Nineteen-year-old University of Warwick student Gu Yizhou, who is from Nanjing, Jiangsu province, said her family used to set off fireworks during Spring Festival celebrations until the practice was banned.

This year is the first time Gu has spent Spring Festival outside of China.

"Without any family members around me, it will be lonely and quiet," she said. "Each year I write Spring Festival couplets and give them to friends and relatives. This year I will continue writing couplets and probably stick them on the door of my school residence."

While she won't be able to visit the city's Chinatown or spend time with her friends over the holidays she is able to catch up online with her loved ones in China.

"This gives me time to have a video call with my mom and dad, my grandma, my cousins and my dog," she said, adding that she will be happy to see them sitting around the dinner table and also for her family to see that she is safe.

Meela Kwok lives in London and normally takes time off work to relax and visit family and friends. She said she's quite sad not being able to see them over the festive period, but as long as everyone is safe then there is always next year to celebrate.

In the meantime, she is making video calls and sending virtual greetings.

"Due to the current pandemic and restrictions, I will be staying at home with my partner since we won't be able to visit anyone. We will video call family and friends instead to wish them all a happy new year," the 38-year-old lawyer said before the Spring Festival holiday.

"We might treat ourselves and order some nice Chinese food as I am not as good a cook as my parents when it comes to Chinese food."

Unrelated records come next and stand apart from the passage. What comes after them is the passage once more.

//! Describing data
//!
//! The core function of the engine is moving bytes that belong to Rust values between
//! processes. This module bridges Rust types and byte layouts:
//!
//! - [`Equivalence`] marks plain-old-data types whose bytes can be sent as they are.
//! - A [`Datatype`] describes a [`Layout`]: which bytes of a buffer take part in a message.
//!   [`SystemDatatype`] covers one value of a primitive type, [`UserDatatype`] builds
//!   contiguous, strided and indexed layouts out of other datatypes.
//! - [`Buffer`] and [`BufferMut`] are implemented by everything that can be sent from or
//!   received into; [`View`] and [`MutView`] apply a datatype to a buffer.
//!
//! Sends pack the layout into a contiguous payload. Receives scatter incoming payload bytes
//! through the layout, so fragments can be written in any order.
//!
//! # Standard section(s)
//!
//! 3.2.2, 4.1
//!
//! # Unfinished features
//!
//! - **4.1.3**: Heterogeneous (struct) datatypes
//! - **4.2**: Pack and unpack

use std::mem;
use std::slice;

use conv::ConvUtil;
use smallvec::SmallVec;

use crate::error::{Error, Result};
use crate::Count;

/// Datatype traits
pub mod traits {
    pub use super::{Buffer, BufferMut, Datatype, Equivalence};
}

/// A type whose values can be sent as their raw bytes.
///
/// # Safety
///
/// Implementors must be plain old data: no padding bytes, no pointers and every bit pattern
/// of the right size must be a valid value, because received bytes are written straight
/// into values of this type.
pub unsafe trait Equivalence: Copy + Send + Sync + 'static {
    /// The datatype describing one value of `Self`
    fn equivalent_datatype() -> SystemDatatype {
        SystemDatatype {
            size: mem::size_of::<Self>(),
        }
    }
}

macro_rules! equivalent_system_datatype {
    ($($rstype:ty),*) => {
        $(unsafe impl Equivalence for $rstype {})*
    }
}

equivalent_system_datatype!(u8, u16, u32, u64, usize, i8, i16, i32, i64, isize, f32, f64);

unsafe impl<T: Equivalence, const N: usize> Equivalence for [T; N] {}

/// A contiguous run of bytes inside a layout
#[derive(Copy, Clone, Debug, PartialEq, Eq)]
pub struct Block {
    /// Byte offset from the start of the buffer
    pub displacement: usize,
    /// Length in bytes
    pub length: usize,
}

/// Which bytes of a buffer make up a message, in order.
#[derive(Clone, Debug, PartialEq, Eq)]
pub struct Layout {
    blocks: SmallVec<[Block; 4]>,
    extent: usize,
}

impl Layout {
    /// `len` bytes starting at offset 0
    pub fn contiguous(len: usize) -> Layout {
        let mut blocks = SmallVec::new();
        if len > 0 {
            blocks.push(Block {
                displacement: 0,
                length: len,
            });
        }
        Layout {
            blocks,
            extent: len,
        }
    }

    /// A layout made of `blocks` in the given order, spanning `extent` bytes.
    ///
    /// Adjacent blocks are merged and empty blocks dropped.
    pub fn from_blocks<I: IntoIterator<Item = Block>>(blocks: I, extent: usize) -> Layout {
        let mut merged: SmallVec<[Block; 4]> = SmallVec::new();
        for block in blocks.into_iter().filter(|b| b.length > 0) {
            match merged.last_mut() {
                Some(last) if last.displacement + last.length == block.displacement => {
                    last.length += block.length;
                }
                _ => merged.push(block),
            }
        }
        Layout {
            blocks: merged,
            extent,
        }
    }

    /// Number of bytes that take part in a message
    pub fn size(&self) -> usize {
        self.blocks.iter().map(|b| b.length).sum()
    }

    /// Number of buffer bytes the layout spans
    pub fn extent(&self) -> usize {
        self.extent
    }

    /// The blocks in message order
    pub fn blocks(&self) -> &[Block] {
        &self.blocks
    }

    /// Whether the message bytes are the first `size()` bytes of the buffer.
    pub fn is_contiguous(&self) -> bool {
        match self.blocks.as_slice() {
            [] => true,
            [only] => only.displacement == 0,
            _ => false,
        }
    }

    /// `count` copies of this layout, each one extent after the previous.
    pub fn repeat(&self, count: usize) -> Layout {
        let blocks = (0..count).flat_map(|i| {
            self.blocks.iter().map(move |b| Block {
                displacement: b.displacement + i * self.extent,
                length: b.length,
            })
        });
        Layout::from_blocks(blocks, self.extent * count)
    }

    fn displaced(&self, by: usize) -> impl Iterator<Item = Block> + '_ {
        self.blocks.iter().map(move |b| Block {
            displacement: b.displacement + by,
            length: b.length,
        })
    }

    /// Gather the message bytes out of `src` into a contiguous payload.
    ///
    /// Blocks that lie beyond the end of `src` contribute only the bytes that exist.
    pub fn pack(&self, src: &[u8]) -> Vec<u8> {
        if self.is_contiguous() {
            return src[..self.size().min(src.len())].to_vec();
        }
        let mut packed = Vec::with_capacity(self.size());
        for block in &self.blocks {
            let start = block.displacement.min(src.len());
            let end = (block.displacement + block.length).min(src.len());
            packed.extend_from_slice(&src[start..end]);
        }
        packed
    }

    /// Write payload bytes that start at message offset `offset` into `dst`.
    ///
    /// Bytes past the layout's size are dropped. Returns how many bytes were written.
    pub fn scatter(&self, offset: usize, data: &[u8], dst: &mut [u8]) -> usize {
        let mut written = 0;
        let mut position = 0;
        let end = offset + data.len();
        for block in &self.blocks {
            let block_end = position + block.length;
            if block_end > offset && position < end {
                let from = offset.max(position);
                let to = end.min(block_end);
                let dst_start = block.displacement + (from - position);
                let dst_end = (dst_start + (to - from)).min(dst.len());
                if dst_start < dst_end {
                    let n = dst_end - dst_start;
                    dst[dst_start..dst_end].copy_from_slice(&data[from - offset..from - offset + n]);
                    written += n;
                }
            }
            position = block_end;
            if position >= end {
                break;
            }
        }
        written
    }
}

Jessica Meng, 19, who is studying at the University of Warwick, is from Beijing. Her celebrations with her family usually include buying Spring Festival couplets to put up on the doors the night before the Lunar New Year starts.

"The most exciting thing for me when I was a child was my parents each giving me a red envelope that had lucky money inside," she said.

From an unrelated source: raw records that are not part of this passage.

mod common;

use std::thread;

use mpi_ptp::environment::{Config, Universe};
use mpi_ptp::point_to_point::{send_receive, send_receive_replace_into_with_tags};
use mpi_ptp::traits::*;
use mpi_ptp::transport::SharedMemoryFabric;
use mpi_ptp::Threading;

use common::init_logging;

const THREADS: i32 = 4;
const MESSAGES: u32 = 25;

#[test]
fn threads_share_a_locked_universe() {
    init_logging();
    let fabric = SharedMemoryFabric::new(2);
    let a = Universe::builder(0, 2)
        .transport(fabric.endpoint(0).unwrap())
        .build_threaded()
        .unwrap();
    let b = Universe::builder(1, 2)
        .transport(fabric.endpoint(1).unwrap())
        .build_threaded()
        .unwrap();
    assert_eq!(a.threading(), Threading::Multiple);
    let (a_world, b_world) = (a.world(), b.world());

    thread::scope(|s| {
        for tag in 0..THREADS {
            let a_world = &a_world;
            let b_world = &b_world;
            s.spawn(move || {
                let to_b = a_world.process_at_rank(1);
                for i in 0..MESSAGES {
                    to_b.send_with_tag(&(tag as u32 * 1000 + i), tag).unwrap();
                }
            });
            s.spawn(move || {
                let from_a = b_world.process_at_rank(0);
                for i in 0..MESSAGES {
                    let (value, status) = from_a.receive_with_tag::<u32>(tag).unwrap();
                    assert_eq!(status.tag(), tag);
                    assert_eq!(value, tag as u32 * 1000 + i);
                }
            });
        }
    });

    assert_eq!(b.statistics().live_requests, 0);
    assert!(b_world.any_process().immediate_probe().unwrap().is_none());
}

#[test]
fn ring_of_send_receive() {
    init_logging();
    const SIZE: u32 = 3;
    let fabric = SharedMemoryFabric::new(SIZE);
    let endpoints: Vec<_> = (0..SIZE).map(|p| fabric.endpoint(p).unwrap()).collect();

    let handles: Vec<_> = endpoints
        .into_iter()
        .enumerate()
        .map(|(rank, endpoint)| {
            thread::spawn(move || {
                let universe = Universe::builder(rank as i32, SIZE as i32)
                    .config(Config::default())
                    .transport(endpoint)
                    .build()
                    .unwrap();
                let world = universe.world();
                let size = world.size();
                let me = world.rank();
                let next = world.process_at_rank((me + 1) % size);
                let previous = world.process_at_rank((me + size - 1) % size);
                let (got, status) = send_receive::<_, _, i32, _>(&me, &next, &previous).unwrap();
                assert_eq!(status.source_rank(), previous.rank());
                got
            })
        })
        .collect();

    let received: Vec<i32> = handles.into_iter().map(|h| h.join().unwrap()).collect();
    assert_eq!(received, vec![2, 0, 1]);
}

#[test]
fn pair_swaps_buffers_in_place() {
    init_logging();
    let fabric = SharedMemoryFabric::new(2);
    let endpoints: Vec<_> = (0..2).map(|p| fabric.endpoint(p).unwrap()).collect();

    let handles: Vec<_> = endpoints
        .into_iter()
        .enumerate()
        .map(|(rank, endpoint)| {
            thread::spawn(move || {
                let universe = Universe::builder(rank as i32, 2)
                    .transport(endpoint)
                    .build()
                    .unwrap();
                let world = universe.world();
                let other = world.process_at_rank(1 - world.rank());
                let mut buf = [rank as u8; 5];
                let status = send_receive_replace_into_with_tags(
                    &mut buf[..],
                    &other,
                    7,
                    &other,
                    7,
                )
                .unwrap();
                assert_eq!(status.source_rank(), other.rank());
                assert_eq!(status.byte_count(), 5);
                buf
            })
        })
        .collect();

    let swapped: Vec<[u8; 5]> = handles.into_iter().map(|h| h.join().unwrap()).collect();
    assert_eq!(swapped, vec![[1; 5], [0; 5]]);
}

Being away from her family during the festive period means Meng has to prepare all the food on her own.

She said she will definitely be eating dumplings because it is a family tradition. However, instead of making them herself she decided to buy them from Chinese or Korean stores.

"Another difference is that I probably won't be watching the New Year Gala or buying the Spring Festival couplets," she said before the Spring Festival. "For me, the existence of them carries more nostalgia and festive atmosphere than its actual content and meaning."

She said as she has lectures and seminars during Spring Festival, she will focus more on her university studies rather than celebrating it formally.